After accounting for the huge burden that lengthy proposal requirements put on people, I also wonder about the environmental impact of storing all these documents. Back in the day (and still some today), signatures included “Save a tree, think before you print this email!” Now we need, “Save a tree, think before you create another large document that contributes to the need for more data centers. Remember, the ‘cloud’ is on the ground.”

I’m glad to have joined the Barr Foundation at a time when there's a strong emphasis on reworking our systems to better support people who work with us. I am excited to help build on the work that started well before I arrived. Updating the inquiries section of our Climate page was one part of that. I hope it makes it easier for people to introduce themselves to us and that, for people who become our grantees or partners, we carry the spirit of the inquiry form throughout our collaboration.

Q5: What intersections do you see between the climate crisis and other issues people are facing?

I think it all goes back to how we live and work. Back when our work was more collective and connected to the earth, we had more freedom and flexibility in how we lived. Now that much, if not most, work globally is related to producing for exponential consumption, things have changed. The earth is responding accordingly.

Before the industrial revolution, many people slept in two chunks rather than one. But, you can get the most out of factory machinery by having the people who operate them work in regimented shifts. So, sleep schedules were altered. The machines need fossil fuels to run. So, we extract continuously no matter the societal cost. As long as so much of our work is organized around increasing profits in perpetuity, there will always be excessive and harmful extraction of resources and a need for a large worker class. It’s not lost on me that as the chosen response to COVID resulted in the death of one million people in the US alone, and as workers continue to win their organizing efforts, we’re also living through an attack on education and reproductive rights. Uteruses are being treated as manufacturing plants for the human bodies that will be pushed toward becoming extensions of the machines.
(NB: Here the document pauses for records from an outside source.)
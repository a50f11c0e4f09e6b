use std::env;
use std::fs::File;
use std::path::PathBuf;

use cfg_aliases::cfg_aliases;
use gl_generator::{Api, Fallbacks, Profile, Registry, StructGenerator};

fn main() {
    // Setup alias to reduce `cfg` boilerplate.
    cfg_aliases! {
        // Systems.
        android_platform: { target_os = "android" },
        wasm_platform: { target_family = "wasm" },
        macos_platform: { target_os = "macos" },
        ios_platform: { target_os = "ios" },
        apple: { any(ios_platform, macos_platform) },
        free_unix: { all(unix, not(apple), not(android_platform)) },
    }

    let dest = PathBuf::from(&env::var("OUT_DIR").unwrap());

    println!("cargo:rerun-if-changed=build.rs");

    let mut file = File::create(dest.join("gl_bindings.rs")).unwrap();
    Registry::new(Api::Gl, (4, 6), Profile::Core, Fallbacks::All, [])
        .write_bindings(StructGenerator, &mut file)
        .unwrap();
}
The system of white supremacy is so complex that at this point it’s also pretty simple. No matter the specific issue, if you want to solve problems in ways that benefit people and our planet, it’s imperative that solutions are defined by the communities who live with the largest negative impacts of oppression. And, since these systems propel themselves by building off each other, if you’re actually addressing the root cause of one, you’re deconstructing others at the same time. That’s why I’m focusing on the larger structure from the intersection of mobility and climate change.

Q6: Looking forward, what’s the most important thing you hope to achieve during your time at Barr? What is your primary focus?

Ensuring our work is rooted in supporting and building community power. And, encouraging others to do the same. It’s the only way out of these crises.